→ **Task brief**: From the line containing "mod loader;" to the last line of the records, please reproduce every line exactly and nothing more.

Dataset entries
##############################

//! Geographic region engine.
//!
//! This module turns GeoJSON polygon features into projected regions,
//! triangulates them for filled rendering and answers point-in-region
//! queries for hover, selection and marker geofencing.

mod loader;
mod projection;
mod region;
mod triangulate;

pub use hit_test::{contains, point_in_ring, region_at};
pub use loader::{load_feature_collection, load_regions, LoadReport, LoadedRegions};
pub use projection::{GeoBounds, ProjectionParameters};
pub use region::{BoundingBox, Region};
pub use triangulate::{triangulate, RegionMesh};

##############################

→ **Written solution**:
mod loader;
mod projection;
mod region;
mod triangulate;

pub use hit_test::{contains, point_in_ring, region_at};
pub use loader::{load_feature_collection, load_regions, LoadReport, LoadedRegions};
pub use projection::{GeoBounds, ProjectionParameters};
pub use region::{BoundingBox, Region};
pub use triangulate::{triangulate, RegionMesh};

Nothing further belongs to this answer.